● **Exercise directions**: Scan the entries that follow for the word "comments", then report every line in which it appears.

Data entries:
────────────────────────────────────────

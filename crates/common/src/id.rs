//! ID and token generation.

use ulid::Ulid;
use uuid::Uuid;

/// Length of the suffix appended to generated slugs.
const SLUG_SUFFIX_LEN: usize = 8;

/// ID generator for entities.
#[derive(Debug, Clone, Default)]
pub struct IdGenerator {
    _private: (),
}

impl IdGenerator {
    /// Create a new ID generator.
    #[must_use]
    pub const fn new() -> Self {
        Self { _private: () }
    }

    /// Generate a new ULID-based ID.
    ///
    /// IDs are lowercase, 26 characters long and sort by creation time,
    /// which keeps `id` usable as a stable tie-breaker in listings.
    #[must_use]
    pub fn generate(&self) -> String {
        Ulid::new().to_string().to_lowercase()
    }

    /// Generate an opaque bearer token.
    #[must_use]
    pub fn generate_token(&self) -> String {
        // No time component, unlike entity IDs.
        Uuid::new_v4().simple().to_string()
    }

    /// Short random suffix used to make slugs unique.
    #[must_use]
    pub fn generate_suffix(&self) -> String {
        let id = self.generate();
        id[id.len() - SLUG_SUFFIX_LEN..].to_string()
    }
}
//! API endpoints.

mod comments;
mod posts;
mod reactions;
mod reports;
mod stats;
mod users;
mod videos;

pub use comments::{AuthorResponse, CommentResponse, CommentTreeResponse};
pub use posts::PostResponse;
pub use reactions::ReactionResponse;
pub use reports::ReportResponse;
pub use users::{MeResponse, RegisterResponse, UserResponse};
pub use videos::VideoResponse;

use axum::{Json, Router, extract::State};
use commentable_common::{AppResult, PageQuery, PageRequest};
use commentable_db::entities::EntityStatus;
use serde::Deserialize;
use serde_json::{Value, json};

use crate::middleware::AppState;

/// Body of the moderation status endpoints.
#[derive(Debug, Deserialize)]
pub struct StatusRequest {
    pub status: EntityStatus,
}

/// Resolve paging parameters with a per-resource default page size.
fn page_request(state: &AppState, query: &PageQuery, default_page_size: u64) -> PageRequest {
    PageRequest::resolve(
        query,
        default_page_size,
        state.config.pagination.max_page_size,
    )
}

/// Create the API router.
pub fn router() -> Router<AppState> {
    Router::new()
        .nest("/users", users::router())
        .nest("/videos", videos::router())
        .nest("/posts", posts::router())
        .nest("/comments", comments::router())
        .nest("/reactions", reactions::router())
        .nest("/reports", reports::router())
        .nest("/stats", stats::router())
}

/// Liveness check that also pings the database.
pub async fn health(State(state): State<AppState>) -> AppResult<Json<Value>> {
    commentable_db::ping(&state.db).await?;
    Ok(Json(json!({ "status": "ok" })))
}
//! Reactions endpoints.

use axum::{
    Router,
    extract::{Path, State},
    response::IntoResponse,
    routing::{delete, get},
};
use commentable_common::{AppResult, Page, PageQuery};
use commentable_core::{ReactionQuery, ReactionSummary, UpsertReactionInput};
use commentable_db::entities::reaction::{self, ReactionType};
use serde::Serialize;

use super::page_request;
use crate::{
    extractors::{CurrentActor, Json, Query},
    middleware::AppState,
    response::{ApiResponse, no_content},
};

/// Reaction response.
#[derive(Debug, Serialize)]
#[serde(rename_all = "camelCase")]
pub struct ReactionResponse {
    pub id: String,
    pub user_id: String,
    pub comment_id: String,
    pub reaction_type: ReactionType,
    pub created_at: String,
    pub updated_at: String,
}

impl From<reaction::Model> for ReactionResponse {
    fn from(r: reaction::Model) -> Self {
        Self {
            id: r.id,
            user_id: r.user_id,
            comment_id: r.comment_id,
            reaction_type: r.reaction_type,
            created_at: r.created_at.to_rfc3339(),
            updated_at: r.updated_at.to_rfc3339(),
        }
    }
}

async fn list(
    State(state): State<AppState>,
    Query(paging): Query<PageQuery>,
    Query(query): Query<ReactionQuery>,
) -> AppResult<ApiResponse<Page<ReactionResponse>>> {
    let request = page_request(&state, &paging, state.config.pagination.default_page_size);
    let page = state.reaction_service.list(query, &request).await?;
    Ok(ApiResponse::ok(page.map(Into::into)))
}

/// React to a comment. `data` is `null` when the call toggled a reaction off.
async fn upsert(
    CurrentActor(actor): CurrentActor,
    State(state): State<AppState>,
    Json(input): Json<UpsertReactionInput>,
) -> AppResult<ApiResponse<Option<ReactionResponse>>> {
    let reaction = state.reaction_service.upsert(&actor, input).await?;
    Ok(ApiResponse::ok(reaction.map(Into::into)))
}

/// Per-type reaction counts for a comment.
async fn summary(
    State(state): State<AppState>,
    Path(comment_id): Path<String>,
) -> AppResult<ApiResponse<ReactionSummary>> {
    let summary = state.reaction_service.summary(&comment_id).await?;
    Ok(ApiResponse::ok(summary))
}

async fn remove(
    CurrentActor(actor): CurrentActor,
    State(state): State<AppState>,
    Path(id): Path<String>,
) -> AppResult<impl IntoResponse> {
    state.reaction_service.delete(&actor, &id).await?;
    Ok(no_content())
}

pub fn router() -> Router<AppState> {
    Router::new()
        .route("/", get(list).post(upsert))
        .route("/summary/{comment_id}", get(summary))
        .route("/{id}", delete(remove))
}
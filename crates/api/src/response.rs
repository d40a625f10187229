//! API response types.

use axum::{
    Json,
    http::StatusCode,
    response::{IntoResponse, Response},
};
use serde::Serialize;

/// Success envelope: `{"data": ...}`. Errors are rendered by `AppError`.
#[derive(Debug)]
pub struct ApiResponse<T: Serialize> {
    status: StatusCode,
    data: T,
}

#[derive(Serialize)]
struct Envelope<T> {
    data: T,
}

impl<T: Serialize> ApiResponse<T> {
    /// Create a success response.
    pub const fn ok(data: T) -> Self {
        Self {
            status: StatusCode::OK,
            data,
        }
    }

    /// A 201 response for a newly created resource.
    pub const fn created(data: T) -> Self {
        Self {
            status: StatusCode::CREATED,
            data,
        }
    }
}

impl<T: Serialize> IntoResponse for ApiResponse<T> {
    fn into_response(self) -> Response {
        (self.status, Json(Envelope { data: self.data })).into_response()
    }
}

/// Empty success response.
#[must_use]
pub fn no_content() -> impl IntoResponse {
    StatusCode::NO_CONTENT
}
//! Request extractors.

use axum::{
    extract::{FromRequest, FromRequestParts, Request},
    http::request::Parts,
};
use commentable_common::AppError;
use commentable_core::Actor;
use commentable_db::entities::user;
use serde::de::DeserializeOwned;

/// Authenticated user extractor.
#[derive(Debug, Clone)]
pub struct AuthUser(pub user::Model);

impl<S> FromRequestParts<S> for AuthUser
where
    S: Send + Sync,
{
    type Rejection = AppError;

    async fn from_request_parts(parts: &mut Parts, _state: &S) -> Result<Self, Self::Rejection> {
        // Set by the auth middleware
        parts
            .extensions
            .get::<user::Model>()
            .cloned()
            .map(AuthUser)
            .ok_or(AppError::Unauthorized)
    }
}

/// The caller as seen by core services. Anonymous requests act as a guest.
#[derive(Debug, Clone)]
pub struct CurrentActor(pub Actor);

impl<S> FromRequestParts<S> for CurrentActor
where
    S: Send + Sync,
{
    type Rejection = AppError;

    async fn from_request_parts(parts: &mut Parts, _state: &S) -> Result<Self, Self::Rejection> {
        Ok(Self(Actor::from_optional(
            parts.extensions.get::<user::Model>(),
        )))
    }
}

/// Query string extractor whose rejections use the API error body.
#[derive(Debug, Clone, Copy, Default)]
pub struct Query<T>(pub T);

impl<T, S> FromRequestParts<S> for Query<T>
where
    T: DeserializeOwned,
    S: Send + Sync,
{
    type Rejection = AppError;

    async fn from_request_parts(parts: &mut Parts, state: &S) -> Result<Self, Self::Rejection> {
        axum::extract::Query::<T>::from_request_parts(parts, state)
            .await
            .map(|axum::extract::Query(value)| Self(value))
            .map_err(|rejection| AppError::BadRequest(rejection.body_text()))
    }
}

/// JSON body extractor whose rejections use the API error body.
#[derive(Debug, Clone, Copy, Default)]
pub struct Json<T>(pub T);

impl<T, S> FromRequest<S> for Json<T>
where
    T: DeserializeOwned,
    S: Send + Sync,
{
    type Rejection = AppError;

    async fn from_request(req: Request, state: &S) -> Result<Self, Self::Rejection> {
        axum::Json::<T>::from_request(req, state)
            .await
            .map(|axum::Json(value)| Self(value))
            .map_err(|rejection| AppError::BadRequest(rejection.body_text()))
    }
}
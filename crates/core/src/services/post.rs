//! Post service.

use chrono::Utc;
use commentable_common::{AppError, AppResult, IdGenerator, Page, PageRequest};
use commentable_db::{
    entities::{EntityStatus, post},
    repositories::{PostFilter, PostRepository},
};
use once_cell::sync::Lazy;
use regex::Regex;
use sea_orm::{IntoActiveModel, Set};
use serde::Deserialize;
use validator::Validate;

use crate::authorization::{Actor, Capability};
use crate::status::{self, Authority};

/// Longest slug stem taken from a title.
const MAX_SLUG_STEM: usize = 80;

#[allow(clippy::unwrap_used)]
static NON_SLUG_CHARS: Lazy<Regex> = Lazy::new(|| Regex::new(r"[^a-z0-9]+").unwrap());

/// Input for creating a post.
#[derive(Debug, Deserialize, Validate)]
#[serde(rename_all = "camelCase")]
pub struct CreatePostInput {
    #[validate(length(min = 1, max = 200))]
    pub title: String,

    #[validate(length(min = 1, max = 50000))]
    pub content: String,

    #[validate(url, length(max = 2048))]
    pub featured_image_url: Option<String>,
}

/// Input for updating a post. The slug never changes.
#[derive(Debug, Default, Deserialize, Validate)]
#[serde(rename_all = "camelCase")]
pub struct UpdatePostInput {
    #[validate(length(min = 1, max = 200))]
    pub title: Option<String>,

    #[validate(length(min = 1, max = 50000))]
    pub content: Option<String>,

    #[validate(url, length(max = 2048))]
    pub featured_image_url: Option<String>,
}

/// Listing filters for posts.
#[derive(Debug, Default, Deserialize)]
#[serde(rename_all = "camelCase")]
pub struct PostQuery {
    pub search: Option<String>,
    pub user_id: Option<String>,
    pub status: Option<EntityStatus>,
}

/// Post service for business logic.
#[derive(Clone)]
pub struct PostService {
    post_repo: PostRepository,
    id_gen: IdGenerator,
}

impl PostService {
    pub const DEFAULT_PAGE_SIZE: u64 = 10;

    /// Create a new post service.
    #[must_use]
    pub const fn new(post_repo: PostRepository) -> Self {
        Self {
            post_repo,
            id_gen: IdGenerator::new(),
        }
    }

    /// Publish a post owned by the actor.
    pub async fn create(&self, actor: &Actor, input: CreatePostInput) -> AppResult<post::Model> {
        let user_id = actor.require(Capability::CreateContent)?;
        input.validate()?;

        let slug = self.unique_slug(&input.title).await?;
        let model = post::ActiveModel {
            id: Set(self.id_gen.generate()),
            user_id: Set(user_id.to_string()),
            title: Set(input.title),
            content: Set(input.content),
            slug: Set(slug),
            featured_image_url: Set(input.featured_image_url),
            published_at: Set(Some(Utc::now().into())),
            view_count: Set(0),
            comment_count: Set(0),
            status: Set(EntityStatus::Active),
            ..Default::default()
        };

        let post = self.post_repo.create(model).await?;
        tracing::info!(post_id = %post.id, slug = %post.slug, user_id, "Post created");
        Ok(post)
    }

    /// Get a post the actor is allowed to see.
    pub async fn get(&self, actor: &Actor, id: &str) -> AppResult<post::Model> {
        self.post_repo
            .find_by_id(id)
            .await?
            .filter(|p| actor.can_see(&p.user_id, p.status))
            .ok_or_else(|| AppError::NotFound(format!("Post {id}")))
    }

    /// Get a post by its slug.
    pub async fn get_by_slug(&self, actor: &Actor, slug: &str) -> AppResult<post::Model> {
        self.post_repo
            .find_by_slug(slug)
            .await?
            .filter(|p| actor.can_see(&p.user_id, p.status))
            .ok_or_else(|| AppError::NotFound(format!("Post {slug}")))
    }

    /// Edit one of the actor's visible posts.
    pub async fn update(
        &self,
        actor: &Actor,
        id: &str,
        input: UpdatePostInput,
    ) -> AppResult<post::Model> {
        input.validate()?;
        let post = self.owned(actor, id).await?;
        if !post.status.is_visible() {
            return Err(AppError::Conflict(format!(
                "Post {id} is {:?} and cannot be edited",
                post.status
            )));
        }

        let mut active = post.into_active_model();
        if let Some(title) = input.title {
            active.title = Set(title);
        }
        if let Some(content) = input.content {
            active.content = Set(content);
        }
        if let Some(url) = input.featured_image_url {
            active.featured_image_url = Set(Some(url));
        }

        self.post_repo.update(active).await
    }

    /// Soft-delete one of the actor's posts.
    pub async fn delete(&self, actor: &Actor, id: &str) -> AppResult<post::Model> {
        let post = self.owned(actor, id).await?;
        status::check(Authority::Owner, post.status, EntityStatus::Deleted)?;

        let deleted = self.post_repo.set_status(post, EntityStatus::Deleted).await?;
        tracing::info!(post_id = %deleted.id, user_id = %deleted.user_id, "Post deleted");
        Ok(deleted)
    }

    /// Apply a moderation transition.
    pub async fn set_status(
        &self,
        actor: &Actor,
        id: &str,
        to: EntityStatus,
    ) -> AppResult<post::Model> {
        let moderator_id = actor.require(Capability::ModerateContent)?;
        let post = self.post_repo.get_by_id(id).await?;
        status::check(Authority::Moderator, post.status, to)?;

        let updated = self.post_repo.set_status(post, to).await?;
        tracing::info!(post_id = %updated.id, moderator_id, status = ?to, "Post status changed");
        Ok(updated)
    }

    /// List posts.
    pub async fn list(
        &self,
        actor: &Actor,
        query: PostQuery,
        request: &PageRequest,
    ) -> AppResult<Page<post::Model>> {
        let filter = PostFilter {
            search: query.search.filter(|s| !s.trim().is_empty()),
            user_id: query.user_id,
            statuses: actor.listable_statuses(query.status),
        };
        self.post_repo.list(&filter, request).await
    }

    /// Count one view of a visible post.
    pub async fn record_view(&self, id: &str) -> AppResult<()> {
        if self.post_repo.record_view(id).await? {
            Ok(())
        } else {
            Err(AppError::NotFound(format!("Post {id}")))
        }
    }

    async fn owned(&self, actor: &Actor, id: &str) -> AppResult<post::Model> {
        let user_id = actor.require(Capability::CreateContent)?;
        let post = self.get(actor, id).await?;
        if post.user_id != user_id {
            return Err(AppError::Forbidden("Not the owner of this post".to_string()));
        }
        Ok(post)
    }

    /// Slug for `title`, suffixed when the plain form is taken.
    async fn unique_slug(&self, title: &str) -> AppResult<String> {
        let stem = slugify(title);
        if self.post_repo.find_by_slug(&stem).await?.is_none() {
            return Ok(stem);
        }
        Ok(format!("{stem}-{}", self.id_gen.generate_suffix()))
    }
}

/// Lowercase ASCII words of `title` joined by dashes.
fn slugify(title: &str) -> String {
    let lowered = title.to_lowercase();
    let dashed = NON_SLUG_CHARS.replace_all(&lowered, "-");
    let mut slug: String = dashed.trim_matches('-').chars().take(MAX_SLUG_STEM).collect();
    while slug.ends_with('-') {
        slug.pop();
    }
    if slug.is_empty() {
        "post".to_string()
    } else {
        slug
    }
}

#[cfg(test)]
#[allow(clippy::unwrap_used)]
mod tests {
    use super::*;
    use crate::services::test_support::{actor, create_test_post, exec_ok};
    use commentable_db::entities::user::UserRole;
    use sea_orm::{DatabaseBackend, MockDatabase};
    use std::sync::Arc;

    fn service_with(db: MockDatabase) -> PostService {
        PostService::new(PostRepository::new(Arc::new(db.into_connection())))
    }

    #[test]
    fn test_slugify() {
        assert_eq!(slugify("Hello, World!"), "hello-world");
        assert_eq!(slugify("  Rust & SeaORM 1.1 "), "rust-seaorm-1-1");
        assert_eq!(slugify("???"), "post");
        assert_eq!(slugify("日本語"), "post");
        assert!(slugify(&"word ".repeat(40)).len() <= MAX_SLUG_STEM);
        assert!(!slugify(&"word ".repeat(40)).ends_with('-'));
    }

    #[tokio::test]
    async fn test_create_uses_plain_slug_when_free() {
        let mut created = create_test_post("p1", "u1");
        created.slug = "hello-world".to_string();
        let service = service_with(
            MockDatabase::new(DatabaseBackend::Postgres)
                .append_query_results([Vec::<post::Model>::new()])
                .append_query_results([[created]]),
        );

        let post = service
            .create(
                &actor("u1", UserRole::User),
                CreatePostInput {
                    title: "Hello, World".to_string(),
                    content: "Body".to_string(),
                    featured_image_url: None,
                },
            )
            .await
            .unwrap();
        assert_eq!(post.slug, "hello-world");
    }

    #[tokio::test]
    async fn test_unique_slug_adds_suffix_when_taken() {
        let service = service_with(
            MockDatabase::new(DatabaseBackend::Postgres)
                .append_query_results([[create_test_post("p0", "u2")]]),
        );

        let slug = service.unique_slug("Test post").await.unwrap();
        assert!(slug.starts_with("test-post-"));
        assert_eq!(slug.len(), "test-post-".len() + 8);
    }

    #[tokio::test]
    async fn test_get_by_slug_hides_deleted_post() {
        let mut post = create_test_post("p1", "u1");
        post.status = EntityStatus::Deleted;
        let service = service_with(
            MockDatabase::new(DatabaseBackend::Postgres).append_query_results([[post]]),
        );

        let result = service.get_by_slug(&Actor::anonymous(), "test-post-p1").await;
        assert!(matches!(result, Err(AppError::NotFound(_))));
    }

    #[tokio::test]
    async fn test_owner_delete() {
        let service = service_with(
            MockDatabase::new(DatabaseBackend::Postgres)
                .append_query_results([[create_test_post("p1", "u1")]])
                .append_exec_results([exec_ok(1)]),
        );

        let result = service.delete(&actor("u1", UserRole::User), "p1").await.unwrap();
        assert_eq!(result.status, EntityStatus::Deleted);
    }

    #[tokio::test]
    async fn test_delete_losing_to_moderator_removal_conflicts() {
        // The status guard matches no row: a moderator removed the post first.
        let service = service_with(
            MockDatabase::new(DatabaseBackend::Postgres)
                .append_query_results([[create_test_post("p1", "u1")]])
                .append_exec_results([exec_ok(0)]),
        );

        let result = service.delete(&actor("u1", UserRole::User), "p1").await;
        assert!(matches!(result, Err(AppError::Conflict(_))));
    }

    #[tokio::test]
    async fn test_user_cannot_moderate() {
        let service = service_with(MockDatabase::new(DatabaseBackend::Postgres));
        let result = service
            .set_status(&actor("u1", UserRole::User), "p1", EntityStatus::Removed)
            .await;
        assert!(matches!(result, Err(AppError::Forbidden(_))));
    }
}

────────────────────────────────────────

● **Exercise response**:
mod comments;
pub use comments::{AuthorResponse, CommentResponse, CommentTreeResponse};
        .nest("/comments", comments::router())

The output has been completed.